Carpetbaggers-The-FM001 copy.tiff

Edward Dmytryk - 1964
KL Studio Classics BD Region A

There is an inspired moment in The Carpetbaggers where the camera rests on the entry to a bathroom in a mansion. George Peppard is seen walking into the bathroom where Carroll Baker has been taking a bath. We do not see them but we hear the dialogue. I do not know who came up with this idea, director Dmytryk or screenwriter John Michael Hayes, but there are a couple more scenes that have similar moments. In any case, there is a soupçon of visual wit in a film that is otherwise not known for being subtle.

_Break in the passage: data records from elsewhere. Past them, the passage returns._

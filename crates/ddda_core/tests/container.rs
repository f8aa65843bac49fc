use ddda_core::SaveError;
use ddda_core::container::{self, BLOCK_LEN, HEADER_LEN, Header};

const PAYLOAD: &[u8] =
    b"<?xml version=\"1.0\" encoding=\"utf-8\"?>\n<class name=\"mSaveData\"/>";

#[test]
fn encode_produces_fixed_size_block() {
    let block = container::encode(PAYLOAD).expect("failed to encode payload");
    assert_eq!(block.len(), BLOCK_LEN);

    let header = Header::parse(&block).expect("failed to parse emitted header");
    assert_eq!(header.version, container::VERSION);
    assert_eq!(header.magic1, container::MAGIC1);
    assert_eq!(header.zero, 0);
    assert_eq!(header.magic2, container::MAGIC2);
    assert_eq!(header.magic3, container::MAGIC3);
    assert_eq!(header.real_size as usize, PAYLOAD.len());

    let data_end = HEADER_LEN + header.compressed_size as usize;
    assert!(block[data_end..].iter().all(|&b| b == 0));
}

#[test]
fn decode_roundtrips_encode() {
    let block = container::encode(PAYLOAD).expect("failed to encode payload");
    let (header, payload) = container::decode(&block).expect("failed to decode block");
    assert_eq!(payload, PAYLOAD);

    let reencoded = container::encode(&payload).expect("failed to re-encode payload");
    assert_eq!(reencoded.len(), BLOCK_LEN);
    let reheader = Header::parse(&reencoded).expect("failed to parse re-emitted header");
    assert_eq!(reheader.real_size, header.real_size);
    assert_eq!(reheader.compressed_size, header.compressed_size);
    assert_eq!(reheader.checksum, header.checksum);

    let data_end = HEADER_LEN + header.compressed_size as usize;
    assert_eq!(reencoded[..data_end], block[..data_end]);
    assert_eq!(reencoded, block);
}

#[test]
fn checksum_is_the_raw_running_value() {
    // Seed with no input: no final complement means the seed comes back.
    assert_eq!(container::checksum(&[]), 0xFFFF_FFFF);
    assert_ne!(container::checksum(b"abc"), container::checksum(b"abd"));
}

#[test]
fn checksum_matches_stored_header_field() {
    let block = container::encode(PAYLOAD).expect("failed to encode payload");
    let header = Header::parse(&block).expect("failed to parse header");
    let data_end = HEADER_LEN + header.compressed_size as usize;
    assert_eq!(
        container::checksum(&block[HEADER_LEN..data_end]),
        header.checksum
    );
}

#[test]
fn flipped_magic_fields_are_format_errors() {
    let block = container::encode(PAYLOAD).expect("failed to encode payload");
    // version, magic1, zero, magic2, magic3
    for offset in [0, 12, 16, 20, 28] {
        let mut corrupt = block.clone();
        corrupt[offset] ^= 0x01;
        let err = container::decode(&corrupt).expect_err("corrupt magic was accepted");
        assert!(
            matches!(err, SaveError::Format { .. }),
            "offset {offset}: expected Format, got {err:?}"
        );
    }
}

#[test]
fn corrupted_payload_is_an_integrity_error() {
    let block = container::encode(PAYLOAD).expect("failed to encode payload");
    let mut corrupt = block.clone();
    corrupt[HEADER_LEN] ^= 0x10;
    let err = container::decode(&corrupt).expect_err("corrupt payload was accepted");
    assert!(matches!(err, SaveError::Integrity { .. }), "got {err:?}");
}

#[test]
fn truncated_block_is_a_decode_error() {
    let block = container::encode(PAYLOAD).expect("failed to encode payload");
    let err = container::decode(&block[..HEADER_LEN + 4]).expect_err("truncated block accepted");
    assert!(matches!(err, SaveError::Decode(_)), "got {err:?}");

    let err = container::decode(&[0u8; 10]).expect_err("short buffer accepted");
    assert!(matches!(err, SaveError::Decode(_)), "got {err:?}");
}

#[test]
fn oversize_payload_is_a_capacity_error() {
    // Pseudo-random bytes do not deflate; anything past the block size must
    // be refused, never truncated.
    let mut state = 0x2545_F491_4F6C_DD1D_u64;
    let mut payload = Vec::with_capacity(BLOCK_LEN + 65536);
    for _ in 0..BLOCK_LEN + 65536 {
        state = state.wrapping_mul(6364136223846793005).wrapping_add(1442695040888963407);
        payload.push((state >> 33) as u8);
    }
    let err = container::encode(&payload).expect_err("oversize payload accepted");
    assert!(matches!(err, SaveError::Capacity { .. }), "got {err:?}");
}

The Carpetbaggers already was pre-sold, based on an enormously popular novel loosely based on the life of Howard Hughes. The pre-release publicity was centered on Carroll Baker's nude scene, part of the European theatrical version, unseen stateside. Producer Joseph Levine may have seemed high-minded with the arthouse releases under his name, but he understood that the audience for Contempt was there for Brigitte Bardot's backside and not Jean-Luc Godard's philosophy. The Carpetbaggers was made in part to challenge the U.S. production code that would be in place for another five years.

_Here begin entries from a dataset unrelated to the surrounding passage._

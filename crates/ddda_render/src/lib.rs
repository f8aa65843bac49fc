//! Shared JSON and text rendering for DDDA save data.
//!
//! Everything renders from core snapshot types; nothing here touches the
//! record tree. Catalog lookups are optional; without one, ids and raw
//! flag words are printed as numbers.

use std::fmt::Write as _;

use ddda_core::catalog::ItemCatalog;
use ddda_core::diff::DiffLine;
use ddda_core::flag::Flag;
use ddda_core::session::{Anomaly, EquipmentSnapshot, ItemSnapshot, PersonSnapshot};
use ddda_core::vocation;
use serde_json::{Map as JsonMap, Value as JsonValue};

const ITEM_NAME_WIDTH: usize = 28;
const FLAG_TAG_WIDTH: usize = 14;
const SLOT_WIDTH: usize = 17;

fn item_name(catalog: Option<&ItemCatalog>, item_no: i64) -> String {
    catalog
        .and_then(|catalog| catalog.lookup(item_no))
        .map(|entry| entry.name.clone())
        .unwrap_or_else(|| format!("item {item_no}"))
}

fn flag_tag(catalog: Option<&ItemCatalog>, item_no: i64, raw: u32) -> String {
    match catalog {
        Some(catalog) => match Flag::decode(raw, catalog.category(item_no)) {
            Ok(flag) => flag.tag(),
            Err(_) => format!("raw {raw}"),
        },
        None => raw.to_string(),
    }
}

pub fn person_json(snapshot: &PersonSnapshot) -> JsonValue {
    let mut map = JsonMap::new();
    map.insert(
        "person".to_string(),
        JsonValue::String(snapshot.person.as_str().to_string()),
    );
    if let Some(name) = &snapshot.name {
        map.insert("name".to_string(), JsonValue::String(name.clone()));
    }
    if let Some(level) = snapshot.level {
        map.insert("level".to_string(), JsonValue::from(level));
    }
    if let Some(index) = snapshot.vocation {
        map.insert("vocation".to_string(), JsonValue::from(index));
        map.insert(
            "vocation_name".to_string(),
            JsonValue::String(vocation::name(index).to_string()),
        );
    }
    if let Some(proficiency) = snapshot.proficiency {
        map.insert("vocation_level".to_string(), JsonValue::from(proficiency));
    }
    map.insert(
        "item_count".to_string(),
        JsonValue::from(snapshot.recorded_count),
    );
    map.insert(
        "computed_item_count".to_string(),
        JsonValue::from(snapshot.computed_count),
    );
    JsonValue::Object(map)
}

pub fn items_json(items: &[ItemSnapshot], catalog: Option<&ItemCatalog>) -> JsonValue {
    let rows = items
        .iter()
        .map(|item| {
            let mut map = JsonMap::new();
            map.insert("row".to_string(), JsonValue::from(item.row));
            map.insert("id".to_string(), JsonValue::from(item.item_no));
            if let Some(entry) = catalog.and_then(|catalog| catalog.lookup(item.item_no)) {
                map.insert("name".to_string(), JsonValue::String(entry.name.clone()));
                map.insert("type".to_string(), JsonValue::String(entry.kind.clone()));
            }
            map.insert("quantity".to_string(), JsonValue::from(item.num));
            map.insert("flag".to_string(), JsonValue::from(item.flag));
            map.insert(
                "flag_tag".to_string(),
                JsonValue::String(flag_tag(catalog, item.item_no, item.flag)),
            );
            map.insert("owner".to_string(), JsonValue::from(item.owner));
            JsonValue::Object(map)
        })
        .collect();
    JsonValue::Array(rows)
}

pub fn equipment_json(slots: &[EquipmentSnapshot], catalog: Option<&ItemCatalog>) -> JsonValue {
    let rows = slots
        .iter()
        .map(|slot| {
            let mut map = JsonMap::new();
            map.insert(
                "slot".to_string(),
                JsonValue::String(slot.slot.as_str().to_string()),
            );
            if slot.item_no >= 0 {
                map.insert("id".to_string(), JsonValue::from(slot.item_no));
                map.insert(
                    "name".to_string(),
                    JsonValue::String(item_name(catalog, slot.item_no)),
                );
                map.insert("flag".to_string(), JsonValue::from(slot.flag));
                map.insert(
                    "flag_tag".to_string(),
                    JsonValue::String(flag_tag(catalog, slot.item_no, slot.flag)),
                );
            }
            JsonValue::Object(map)
        })
        .collect();
    JsonValue::Array(rows)
}

pub fn anomalies_json(anomalies: &[Anomaly]) -> JsonValue {
    serde_json::to_value(anomalies).unwrap_or(JsonValue::Null)
}

pub fn diff_json(diff: &[DiffLine]) -> JsonValue {
    serde_json::to_value(diff).unwrap_or(JsonValue::Null)
}

/// `key=value` lines, one per known field. Storage gets counts only.
pub fn info_text(snapshot: &PersonSnapshot) -> String {
    let mut out = String::new();
    let _ = writeln!(out, "person={}", snapshot.person.as_str());
    if let Some(name) = &snapshot.name {
        let _ = writeln!(out, "name={name}");
    }
    if let Some(level) = snapshot.level {
        let _ = writeln!(out, "level={level}");
    }
    if let Some(index) = snapshot.vocation {
        let _ = writeln!(out, "vocation={index} ({})", vocation::name(index));
    }
    if let Some(proficiency) = snapshot.proficiency {
        let _ = writeln!(out, "vocation_level={proficiency}");
    }
    let _ = writeln!(out, "item_count={}", snapshot.recorded_count);
    let _ = writeln!(out, "computed_item_count={}", snapshot.computed_count);
    out
}

pub fn items_text(items: &[ItemSnapshot], catalog: Option<&ItemCatalog>) -> String {
    let mut out = String::new();
    for item in items {
        let name = item_name(catalog, item.item_no);
        let tag = flag_tag(catalog, item.item_no, item.flag);
        let _ = writeln!(
            out,
            "{:>4}  {:>5}  {:<ITEM_NAME_WIDTH$}  {:>4}  {:<FLAG_TAG_WIDTH$}  {:>3}",
            item.row, item.item_no, name, item.num, tag, item.owner
        );
    }
    out
}

pub fn equipment_text(slots: &[EquipmentSnapshot], catalog: Option<&ItemCatalog>) -> String {
    let mut out = String::new();
    for slot in slots {
        if slot.item_no < 0 {
            let _ = writeln!(out, "{:<SLOT_WIDTH$}  -", slot.slot.as_str());
        } else {
            let _ = writeln!(
                out,
                "{:<SLOT_WIDTH$}  {:<ITEM_NAME_WIDTH$}  {}",
                slot.slot.as_str(),
                item_name(catalog, slot.item_no),
                flag_tag(catalog, slot.item_no, slot.flag)
            );
        }
    }
    out
}

pub fn anomalies_text(anomalies: &[Anomaly]) -> String {
    let mut out = String::new();
    for anomaly in anomalies {
        let _ = writeln!(out, "{anomaly}");
    }
    out
}

pub fn diff_text(diff: &[DiffLine]) -> String {
    let mut out = String::new();
    for line in diff {
        let _ = writeln!(out, "line {}:", line.line);
        let _ = writeln!(out, "  - {}", line.old);
        let _ = writeln!(out, "  + {}", line.new);
    }
    out
}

The Carpetbaggers is every bit as garish and vulgar as the red velvet wall paper on the walls of the Cord mansion. To call the acting melodramatic is an understatement. The story is almost a parody of Greek tragedy with Peppard worried that he will suffer the madness that took his twin brother, takes on the coldness and cruelty of the father he hated, and has a volatile relationship with Carroll Baker, the girlfriend who became is step-mother. While Peppard and Baker represent the last vestiges of the studio system, the majority of the cast also features older Hollywood stars Alan Ladd, Lew Ayres and Audrey Totter. Only the former boxer, Archie Moore as Peppard's chauffeur, keeps his dignity intact. While Joe Levine was unable to have onscreen nudity in a Paramount film, he does have a scene with the young widow Baker in black diaphanous lingerie, and Martha Hyer in nothing but a white fur stole.

This new blu-ray edition comes with two commentary tracks. The more serious of these is by film historian Julie Kirgo. The first forty minutes are spent discussing The Carpetbaggers, both the novel and film, within the context of the cultural changes in the early 1960s. There is also the expected coverage of the main stars and the filmmaking team. Note to Ms. Kirgo that Edward Dmytryk's The Juggler might still be available on Tubi. Historian David del Valle and filmmaker David DeCoteau provide a casual conversation mostly discussing the cast members. Agreed by all concerned is that in spite of his ill-health, Alan Ladd's performance could have initiated a career resurgence had he not died prior to release of the film.

Edward Dmytryk made a second adaptation of a Harold Robbins novel, Where Love is Gone. Based on the murder of of Lana Turner's gangster boyfriend, Johnny Stopanato, that film is almost as entertaining. The ending of The Carpetbaggers is abrupt, although it is from the novel. Even as a work for hire, the film's conclusion does fit in with several other Dmytryk films such as The Juggler and Christ in Concrete in which a questionable man finds redemption in the end.